* **The problem**
So that the copy matches the original, retype each line of the material below exactly.

* **Supplied records**
---
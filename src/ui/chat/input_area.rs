//! Chat input area component.

use leptos::prelude::*;

use super::ChatRoutes;
use super::panel::CHAT_PANEL_ID;
use crate::ui::components::{ArrowUpIcon, Button, SquareIcon};

/// Prompt form.
///
/// Typing is synced to the session in the background; Enter (without
/// Shift) submits. While a question is pending the send button is disabled
/// and shows a square instead of an arrow. `keep_input` marks the textarea
/// `hx-preserve` so a swap does not replace what the user is typing.
#[component]
pub fn ChatInputArea(
    routes: ChatRoutes,
    input: String,
    pending: bool,
    #[prop(optional)] keep_input: bool,
) -> impl IntoView {
    let target = format!("#{CHAT_PANEL_ID}");
    let (icon, label) = if pending {
        (view! { <SquareIcon class="size-3 fill-current" /> }.into_any(), "Stop generation")
    } else {
        (view! { <ArrowUpIcon class="size-5" /> }.into_any(), "Send message")
    };

    view! {
        <form
            class="border-input bg-background w-full rounded-3xl border p-2 shadow-xs"
            hx-post=routes.submit()
            hx-target=target
            hx-swap="outerHTML"
        >
            <textarea
                id="chat-input"
                name="message"
                rows="1"
                autofocus=true
                placeholder="Ask about jobs or companies..."
                class="text-primary min-h-[44px] w-full resize-none border-none bg-transparent px-2 py-2 shadow-none outline-none focus-visible:ring-0"
                hx-post=routes.input()
                hx-trigger="input changed delay:300ms"
                hx-swap="none"
                hx-preserve=keep_input.then_some("true")
                onkeydown="if (event.key === 'Enter' && !event.shiftKey) { event.preventDefault(); this.form.requestSubmit(); }"
            >
                {input}
            </textarea>
            <div class="flex items-center justify-end gap-2 pt-2">
                <Button
                    button_type="submit"
                    disabled=pending
                    label=label
                    class="rounded-full"
                >
                    {icon}
                </Button>
            </div>
        </form>
    }
}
---
* **Problem solution**
filename src/ui/chat/input_area.rs
//! Chat input area component.

use leptos::prelude::*;

use super::ChatRoutes;
use super::panel::CHAT_PANEL_ID;
use crate::ui::components::{ArrowUpIcon, Button, SquareIcon};

/// Prompt form.
///
/// Typing is synced to the session in the background; Enter (without
/// Shift) submits. While a question is pending the send button is disabled
/// and shows a square instead of an arrow. `keep_input` marks the textarea
/// `hx-preserve` so a swap does not replace what the user is typing.
#[component]
pub fn ChatInputArea(
    routes: ChatRoutes,
    input: String,
    pending: bool,
    #[prop(optional)] keep_input: bool,
) -> impl IntoView {
    let target = format!("#{CHAT_PANEL_ID}");
    let (icon, label) = if pending {
        (view! { <SquareIcon class="size-3 fill-current" /> }.into_any(), "Stop generation")
    } else {
        (view! { <ArrowUpIcon class="size-5" /> }.into_any(), "Send message")
    };

    view! {
        <form
            class="border-input bg-background w-full rounded-3xl border p-2 shadow-xs"
            hx-post=routes.submit()
            hx-target=target
            hx-swap="outerHTML"
        >
            <textarea
                id="chat-input"
                name="message"
                rows="1"
                autofocus=true
                placeholder="Ask about jobs or companies..."
                class="text-primary min-h-[44px] w-full resize-none border-none bg-transparent px-2 py-2 shadow-none outline-none focus-visible:ring-0"
                hx-post=routes.input()
                hx-trigger="input changed delay:300ms"
                hx-swap="none"
                hx-preserve=keep_input.then_some("true")
                onkeydown="if (event.key === 'Enter' && !event.shiftKey) { event.preventDefault(); this.form.requestSubmit(); }"
            >
                {input}
            </textarea>
            <div class="flex items-center justify-end gap-2 pt-2">
                <Button
                    button_type="submit"
                    disabled=pending
                    label=label
                    class="rounded-full"
                >
                    {icon}
                </Button>
            </div>
        </form>
    }
}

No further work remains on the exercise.